What are the prophylactic measures for fistulae between the airway and esophagus?

Fistulas between the airway and esophagus can be congenital or acquired and can be categorized as tracheo-esophageal or broncho-esophageal fistulas. Although congenital anomalies are usually recognized in the newborn, the former type may not be definitively diagnosed until adolescence or even adulthood. Most cases have a long history of choking on breastfeeding or coughing up food particles, occasionally combined with bronchiectasis. The most common cause of acquired abnormal airway and esophageal traffic is esophageal cancer, which can occur after radiation therapy in some cases, with an incidence of up to about 5.3%. Once this complication occurs, the prognosis is extremely poor, with most cases dying within weeks or months. Acquired tracheo-esophageal fistula can also be caused by tracheal catheter balloon compression of the trachea, surgical trauma, blunt injury and foreign bodies. It can be detected by CT examination, and the diagnosis can be clarified by fiberoptic bronchoscopy and barium swallow. The treatment mainly relies on surgery, and those who are not qualified to tolerate surgery can try medical glue closure treatment. 1.Waterston grouping method Group A: weight greater than 2.5kg, general condition is good. Group B1: weighing 1.8-2.5kg, in good condition.
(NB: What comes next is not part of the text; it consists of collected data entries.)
//! End-to-end tests over a real loopback gRPC broker

use pretty_assertions::assert_eq;
use secu_broker::NrSecurityEngine;
use secu_client::{
    BlockingSecurity, ClientConfig, ContextProxy, FailurePolicy, NrCiphering, NrIntegrity,
    RetryPolicy, SecurityContainer,
};
use secu_common::{AlgorithmId, ContextKind, Direction, SecuError, StreamFrame};
use secu_integration_test::{
    dead_endpoint, BrokerTestEnv, StubEngine, STUB_DIGEST, UNSUPPORTED_ALGORITHM,
};
use secu_proto::{EncryptRequest, SecuServiceClient, StreamCipher};
use std::collections::HashSet;
use std::sync::Arc;

const KEY: [u8; 16] = [0x2b; 16];

fn frame(message: &[u8], bit_length: u32) -> StreamFrame<'_> {
    StreamFrame {
        count: 5,
        bearer: 3,
        direction: Direction::Uplink,
        message,
        bit_length,
    }
}

/// Scenario:
/// 1. IntegrityInit yields id 1
/// 2. ComputeIntegrity returns the first four digest bytes, twice
/// 3. Free, then Compute reports the context as unknown
#[tokio::test]
async fn test_integrity_lifecycle() {
    let env = BrokerTestEnv::start(StubEngine::new()).await.unwrap();
    let proxy = env.proxy(FailurePolicy::FailClosed);

    let ctx = proxy.integrity_init(AlgorithmId::NIA2, &KEY).await.unwrap();
    assert_eq!(ctx.id().as_u64(), 1);

    for _ in 0..2 {
        let mac = proxy
            .compute_integrity(&ctx, &frame(b"hello", 40))
            .await
            .unwrap();
        assert_eq!(mac, [0x11, 0x22, 0x33, 0x44]);
        assert_eq!(mac[..], STUB_DIGEST[..4]);
    }

    // Keep a second handle to the same id to observe the freed state.
    let stale = proxy
        .integrity_init(AlgorithmId::NIA2, &KEY)
        .await
        .unwrap();
    let stale_id = stale.id();
    proxy.integrity_free(stale).await;

    let mut raw = SecuServiceClient::connect(env.endpoint()).await.unwrap();
    let status = raw
        .stream_compute_integrity(secu_proto::IntegrityRequest {
            algorithm: 2,
            sc: Some(StreamCipher {
                ctx_id: stale_id.as_u64(),
                count: 5,
                bearer: 3,
                direction: 0,
                message: b"hello".to_vec(),
                blength: 40,
            }),
        })
        .await
        .unwrap_err();
    assert_eq!(status.code(), tonic::Code::NotFound);

    proxy.integrity_free(ctx).await;
    assert_eq!(env.broker().engine().releases(), 2);
    assert_eq!(env.broker().stats().integrity_live, 0);

    drop(raw);
    drop(proxy);
    env.shutdown().await;
}

#[tokio::test]
async fn test_free_then_compute_through_proxy() {
    let env = BrokerTestEnv::start(StubEngine::new()).await.unwrap();
    let closed = env.proxy(FailurePolicy::FailClosed);
    let open = env.proxy(FailurePolicy::FailOpen);

    let ctx = closed.integrity_init(AlgorithmId::NIA2, &KEY).await.unwrap();
    let id = ctx.id();

    // Free through the raw client so the typed handle stays usable.
    let mut raw = SecuServiceClient::connect(env.endpoint()).await.unwrap();
    raw.stream_integrity_free(secu_proto::StreamFreeRequest { ctx_id: id.as_u64() })
        .await
        .unwrap();
    // Idempotent.
    raw.stream_integrity_free(secu_proto::StreamFreeRequest { ctx_id: id.as_u64() })
        .await
        .unwrap();

    assert_eq!(
        closed
            .compute_integrity(&ctx, &frame(b"hello", 40))
            .await
            .unwrap_err(),
        SecuError::UnknownContext {
            kind: ContextKind::Integrity,
            id: id.as_u64()
        }
    );
    assert_eq!(
        open.compute_integrity(&ctx, &frame(b"hello", 40))
            .await
            .unwrap(),
        [0u8; 4]
    );
    assert_eq!(env.broker().engine().releases(), 1);

    drop(raw);
    drop((closed, open));
    env.shutdown().await;
}

#[tokio::test]
async fn test_cipher_twice_restores_plaintext() {
    let env = BrokerTestEnv::start(StubEngine::new()).await.unwrap();
    let proxy = env.proxy(FailurePolicy::FailClosed);

    let ctx = proxy.ciphering_init(AlgorithmId::NEA2, &KEY).await.unwrap();
    let plaintext = b"link layer payload".to_vec();
    let bits = (plaintext.len() * 8) as u32;

    let ciphertext = proxy
        .compute_encrypt(&ctx, &frame(&plaintext, bits))
        .await
        .unwrap();
    assert_ne!(ciphertext, plaintext);
    let restored = proxy
        .compute_encrypt(&ctx, &frame(&ciphertext, bits))
        .await
        .unwrap();
    assert_eq!(restored, plaintext);

    proxy.ciphering_free(ctx).await;
    drop(proxy);
    env.shutdown().await;
}

#[tokio::test]
async fn test_ciphertext_length_tracks_bit_length() {
    let env = BrokerTestEnv::start(StubEngine::new()).await.unwrap();
    let proxy = env.proxy(FailurePolicy::FailClosed);
    let ctx = proxy.ciphering_init(AlgorithmId::NEA2, &KEY).await.unwrap();

    let message = [0x5au8; 16];
    for bit_length in [1u32, 8, 9, 64, 127, 128] {
        let out = proxy
            .compute_encrypt(&ctx, &frame(&message, bit_length))
            .await
            .unwrap();
        assert_eq!(out.len(), bit_length.div_ceil(8) as usize);
    }

    proxy.ciphering_free(ctx).await;
    drop(proxy);
    env.shutdown().await;
}

#[tokio::test]
async fn test_kind_isolation_over_the_wire() {
    let env = BrokerTestEnv::start(StubEngine::new()).await.unwrap();
    let proxy = env.proxy(FailurePolicy::FailClosed);
    let integrity = proxy.integrity_init(AlgorithmId::NIA2, &KEY).await.unwrap();

    let mut raw = SecuServiceClient::connect(env.endpoint()).await.unwrap();
    let status = raw
        .stream_compute_encrypt(EncryptRequest {
            algorithm: 2,
            sc: Some(StreamCipher {
                ctx_id: integrity.id().as_u64(),
                count: 0,
                bearer: 0,
                direction: 0,
                message: vec![0; 4],
                blength: 32,
            }),
        })
        .await
        .unwrap_err();
    assert_eq!(status.code(), tonic::Code::NotFound);

    proxy.integrity_free(integrity).await;
    drop(raw);
    drop(proxy);
    env.shutdown().await;
}

#[tokio::test]
async fn test_unsupported_algorithm_yields_no_context() {
    let env = BrokerTestEnv::start(StubEngine::new()).await.unwrap();
    let proxy = env.proxy(FailurePolicy::FailOpen);

    assert!(proxy
        .integrity_init(UNSUPPORTED_ALGORITHM, &KEY)
        .await
        .is_none());
    assert_eq!(env.broker().stats().init_failures, 1);

    drop(proxy);
    env.shutdown().await;
}

#[tokio::test]
async fn test_concurrent_first_callers_share_one_connection() {
    let env = BrokerTestEnv::start(StubEngine::new()).await.unwrap();
    let proxy = Arc::new(env.proxy(FailurePolicy::FailClosed));
    assert!(!proxy.transport().is_connected());

    let tasks: Vec<_> = (0..16)
        .map(|_| {
            let proxy = Arc::clone(&proxy);
            tokio::spawn(async move {
                proxy
                    .integrity_init(AlgorithmId::NIA2, &KEY)
                    .await
                    .map(|ctx| ctx.id())
            })
        })
        .collect();

    let mut ids = HashSet::new();
    for task in tasks {
        assert!(ids.insert(task.await.unwrap().unwrap()));
    }
    assert_eq!(ids.len(), 16);
    assert_eq!(proxy.transport().connect_attempts(), 1);
    assert!(proxy.transport().is_connected());

    drop(proxy);
    env.shutdown().await;
}

/// Scenario: transport failure during ComputeIntegrity
/// - fail-open: all-zero MAC
/// - fail-closed: transport error
#[tokio::test]
async fn test_transport_failure_policies() {
    let env = BrokerTestEnv::start(StubEngine::new()).await.unwrap();
    let live = env.proxy(FailurePolicy::FailClosed);
    let ctx = live.integrity_init(AlgorithmId::NIA2, &KEY).await.unwrap();

    let dead = dead_endpoint().await.unwrap();
    let unreachable = |policy| {
        let mut config = ClientConfig::with_endpoint(dead.clone());
        config.connect_timeout_ms = 500;
        config.failure_policy = policy;
        ContextProxy::from_config(&config)
    };

    let open = unreachable(FailurePolicy::FailOpen);
    let mac = open
        .compute_integrity(&ctx, &frame(b"hello", 40))
        .await
        .unwrap();
    assert_eq!(mac, [0x00, 0x00, 0x00, 0x00]);

    let closed = unreachable(FailurePolicy::FailClosed);
    let err = closed
        .compute_integrity(&ctx, &frame(b"hello", 40))
        .await
        .unwrap_err();
    assert!(matches!(err, SecuError::Transport { retryable: true, .. }));

    // Ciphering under fail-open passes the plaintext through.
    let cipher_ctx = live.ciphering_init(AlgorithmId::NEA2, &KEY).await.unwrap();
    assert_eq!(
        open.compute_encrypt(&cipher_ctx, &frame(b"hello", 40))
            .await
            .unwrap(),
        b"hello".to_vec()
    );

    live.integrity_free(ctx).await;
    live.ciphering_free(cipher_ctx).await;
    drop(live);
    env.shutdown().await;
}

/// Against an unreachable broker, init dials once while compute and free
/// dial once per configured attempt.
#[tokio::test]
async fn test_retry_is_bounded_on_dead_endpoint() {
    let env = BrokerTestEnv::start(StubEngine::new()).await.unwrap();
    let live = env.proxy(FailurePolicy::FailClosed);
    let ctx = live.integrity_init(AlgorithmId::NIA2, &KEY).await.unwrap();

    let dead = dead_endpoint().await.unwrap();
    let mut config = ClientConfig::with_endpoint(dead);
    config.connect_timeout_ms = 500;
    config.retry = RetryPolicy {
        max_attempts: 3,
        backoff_ms: 1,
    };
    let proxy = ContextProxy::from_config(&config);

    assert!(proxy.connect().await.is_err());
    assert_eq!(proxy.transport().connect_attempts(), 1);
    assert!(proxy.integrity_init(AlgorithmId::NIA2, &KEY).await.is_none());
    assert_eq!(proxy.transport().connect_attempts(), 2);

    let err = proxy
        .compute_integrity(&ctx, &frame(b"hello", 40))
        .await
        .unwrap_err();
    assert!(matches!(err, SecuError::Transport { retryable: true, .. }));
    assert_eq!(proxy.transport().connect_attempts(), 2 + 3);

    proxy.integrity_free(ctx).await;
    assert_eq!(proxy.transport().connect_attempts(), 2 + 3 + 3);

    // The free went to the dead endpoint, so the broker still holds it.
    assert_eq!(env.broker().stats().integrity_live, 1);

    drop(live);
    env.shutdown().await;
}

#[tokio::test]
async fn test_health_service_reports_serving() {
    use tonic_health::pb::health_check_response::ServingStatus;
    use tonic_health::pb::health_client::HealthClient;
    use tonic_health::pb::HealthCheckRequest;

    let env = BrokerTestEnv::start(StubEngine::new()).await.unwrap();
    let channel = tonic::transport::Endpoint::new(env.endpoint())
        .unwrap()
        .connect()
        .await
        .unwrap();
    let mut health = HealthClient::new(channel);
    let response = health
        .check(HealthCheckRequest {
            service: "secu.v1.SecuService".to_string(),
        })
        .await
        .unwrap()
        .into_inner();
    assert_eq!(response.status, ServingStatus::Serving as i32);

    drop(health);
    env.shutdown().await;
}

/// Full stack with the reference engine: caller adapter, blocking runtime,
/// gRPC, broker, NIA2/NEA2.
#[test]
fn test_blocking_adapter_with_reference_engine() {
    let server_rt = tokio::runtime::Runtime::new().unwrap();
    let env = server_rt
        .block_on(BrokerTestEnv::start(NrSecurityEngine::new()))
        .unwrap();

    let security = Arc::new(
        BlockingSecurity::from_config(&env.client_config(FailurePolicy::FailClosed)).unwrap(),
    );
    security.connect().unwrap();

    let nia = NrIntegrity::nia2(Arc::clone(&security));
    let nea = NrCiphering::nea2(Arc::clone(&security));

    let integrity = nia.init(&KEY).unwrap();
    let ciphering = nea.init(&KEY).unwrap();

    let pdu = b"a PDCP PDU carried over the radio".to_vec();
    let mut mac_a = [0u8; 4];
    let mut mac_b = [0u8; 4];
    nia.integrity(&integrity, &mut mac_a, &pdu, pdu.len(), 1, 42, 0)
        .unwrap();
    nia.integrity(&integrity, &mut mac_b, &pdu, pdu.len(), 1, 42, 0)
        .unwrap();
    assert_eq!(mac_a, mac_b);
    nia.integrity(&integrity, &mut mac_b, &pdu, pdu.len(), 2, 42, 0)
        .unwrap();
    assert_ne!(mac_a, mac_b);

    let mut buffer = pdu.clone();
    nea.cipher(&ciphering, &mut buffer, pdu.len(), 1, 42, 1)
        .unwrap();
    assert_ne!(buffer, pdu);
    nea.cipher(&ciphering, &mut buffer, pdu.len(), 1, 42, 1)
        .unwrap();
    assert_eq!(buffer, pdu);

    assert!(nia
        .integrity(&integrity, &mut mac_a, &pdu, pdu.len(), 33, 42, 0)
        .is_err());

    nia.free(integrity);
    nea.free(ciphering);
    assert_eq!(env.broker().stats().integrity_live, 0);
    assert_eq!(env.broker().stats().ciphering_live, 0);

    let container = SecurityContainer::init(
        &security,
        AlgorithmId::NEA2,
        AlgorithmId::NIA2,
        &KEY,
        &KEY,
    );
    assert!(container.integrity().is_some());
    assert!(container.ciphering().is_some());
    container.delete(&security);
    assert_eq!(env.broker().stats().frees, 4);

    drop(nia);
    drop(nea);
    drop(security);
    server_rt.block_on(env.shutdown());
}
Group B2: weight greater than 2.5kg, with moderate pneumonia or deformity. Group C1: weight less than 1.8kg. Group C2: any weight with severe pneumonia or severe malformation. After comprehensive evaluation of the children in the above groups, some authors advocate that group A should undergo immediate one-stage esophageal anastomosis; group B should delay one-stage anastomosis, i.e., gastrostomy, treatment of comorbidities such as pneumonia and sclerosis; and group C should undergo staged surgery. In fact, it should be considered individually according to the specific situation of the child and the medical conditions and level.